(Dataset entries)
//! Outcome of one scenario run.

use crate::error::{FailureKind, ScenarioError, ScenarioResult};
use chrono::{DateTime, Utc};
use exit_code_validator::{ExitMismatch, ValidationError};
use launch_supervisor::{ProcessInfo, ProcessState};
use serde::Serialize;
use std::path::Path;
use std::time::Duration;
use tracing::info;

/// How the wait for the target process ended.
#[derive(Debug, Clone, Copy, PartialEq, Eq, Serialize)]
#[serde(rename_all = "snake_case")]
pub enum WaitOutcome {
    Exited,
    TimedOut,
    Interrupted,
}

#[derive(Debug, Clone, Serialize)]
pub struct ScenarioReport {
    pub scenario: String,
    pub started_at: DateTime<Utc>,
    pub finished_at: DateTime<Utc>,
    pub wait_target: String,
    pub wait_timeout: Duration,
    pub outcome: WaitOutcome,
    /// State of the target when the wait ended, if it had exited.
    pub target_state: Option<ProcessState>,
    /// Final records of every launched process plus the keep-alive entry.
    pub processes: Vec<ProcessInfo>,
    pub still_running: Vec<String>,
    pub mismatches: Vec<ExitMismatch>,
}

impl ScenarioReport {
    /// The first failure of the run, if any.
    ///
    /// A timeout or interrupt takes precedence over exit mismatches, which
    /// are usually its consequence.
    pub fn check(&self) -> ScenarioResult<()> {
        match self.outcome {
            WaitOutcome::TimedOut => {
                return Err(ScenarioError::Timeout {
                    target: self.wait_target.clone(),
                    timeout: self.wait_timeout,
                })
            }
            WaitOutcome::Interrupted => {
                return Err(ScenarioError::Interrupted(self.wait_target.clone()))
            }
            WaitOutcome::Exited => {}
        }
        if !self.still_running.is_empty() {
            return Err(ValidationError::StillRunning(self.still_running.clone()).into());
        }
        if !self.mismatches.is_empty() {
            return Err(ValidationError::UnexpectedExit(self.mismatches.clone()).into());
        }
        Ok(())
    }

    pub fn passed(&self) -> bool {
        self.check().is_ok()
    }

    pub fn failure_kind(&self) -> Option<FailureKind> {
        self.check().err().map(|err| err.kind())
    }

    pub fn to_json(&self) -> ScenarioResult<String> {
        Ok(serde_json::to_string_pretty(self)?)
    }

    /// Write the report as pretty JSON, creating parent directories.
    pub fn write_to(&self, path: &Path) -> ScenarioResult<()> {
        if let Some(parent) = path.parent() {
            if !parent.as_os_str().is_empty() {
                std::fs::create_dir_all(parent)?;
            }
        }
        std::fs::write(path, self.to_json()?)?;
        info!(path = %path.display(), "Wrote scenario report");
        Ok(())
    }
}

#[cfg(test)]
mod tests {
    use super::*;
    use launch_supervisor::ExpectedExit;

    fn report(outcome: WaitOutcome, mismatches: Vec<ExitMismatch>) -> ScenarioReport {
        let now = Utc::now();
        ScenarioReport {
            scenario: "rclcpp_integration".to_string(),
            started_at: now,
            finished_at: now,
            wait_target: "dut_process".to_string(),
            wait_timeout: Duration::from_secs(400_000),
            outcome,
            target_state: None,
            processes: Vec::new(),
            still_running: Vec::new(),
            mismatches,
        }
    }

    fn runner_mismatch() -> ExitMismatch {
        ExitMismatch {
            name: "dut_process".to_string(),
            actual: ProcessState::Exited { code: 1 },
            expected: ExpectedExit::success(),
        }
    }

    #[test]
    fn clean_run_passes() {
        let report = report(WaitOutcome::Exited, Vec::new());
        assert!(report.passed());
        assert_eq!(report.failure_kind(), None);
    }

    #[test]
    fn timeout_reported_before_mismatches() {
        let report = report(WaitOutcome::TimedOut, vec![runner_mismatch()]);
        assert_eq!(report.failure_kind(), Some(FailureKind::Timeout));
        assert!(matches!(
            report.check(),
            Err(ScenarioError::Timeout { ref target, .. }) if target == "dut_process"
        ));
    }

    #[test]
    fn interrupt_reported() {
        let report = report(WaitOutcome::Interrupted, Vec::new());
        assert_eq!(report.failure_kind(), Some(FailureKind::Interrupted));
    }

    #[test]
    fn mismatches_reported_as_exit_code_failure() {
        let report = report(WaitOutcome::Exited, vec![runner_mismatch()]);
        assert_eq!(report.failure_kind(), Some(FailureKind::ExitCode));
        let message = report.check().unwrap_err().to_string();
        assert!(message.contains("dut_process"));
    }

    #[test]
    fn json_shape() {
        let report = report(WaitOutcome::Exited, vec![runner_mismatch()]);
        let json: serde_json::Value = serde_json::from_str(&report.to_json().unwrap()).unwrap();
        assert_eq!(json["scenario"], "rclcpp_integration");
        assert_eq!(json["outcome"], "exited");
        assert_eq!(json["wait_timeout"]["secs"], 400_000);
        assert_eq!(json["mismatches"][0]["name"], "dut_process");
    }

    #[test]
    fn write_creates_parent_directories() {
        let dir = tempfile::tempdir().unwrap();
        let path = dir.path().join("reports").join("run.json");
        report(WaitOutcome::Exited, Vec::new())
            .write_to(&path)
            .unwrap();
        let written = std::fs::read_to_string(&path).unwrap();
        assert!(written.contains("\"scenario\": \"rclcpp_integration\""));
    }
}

Instructions for the task: Some of the data mentions "ScenarioReport". Copy every line where it does.

Answer to this exercise:
pub struct ScenarioReport {
impl ScenarioReport {
    fn report(outcome: WaitOutcome, mismatches: Vec<ExitMismatch>) -> ScenarioReport {
        ScenarioReport {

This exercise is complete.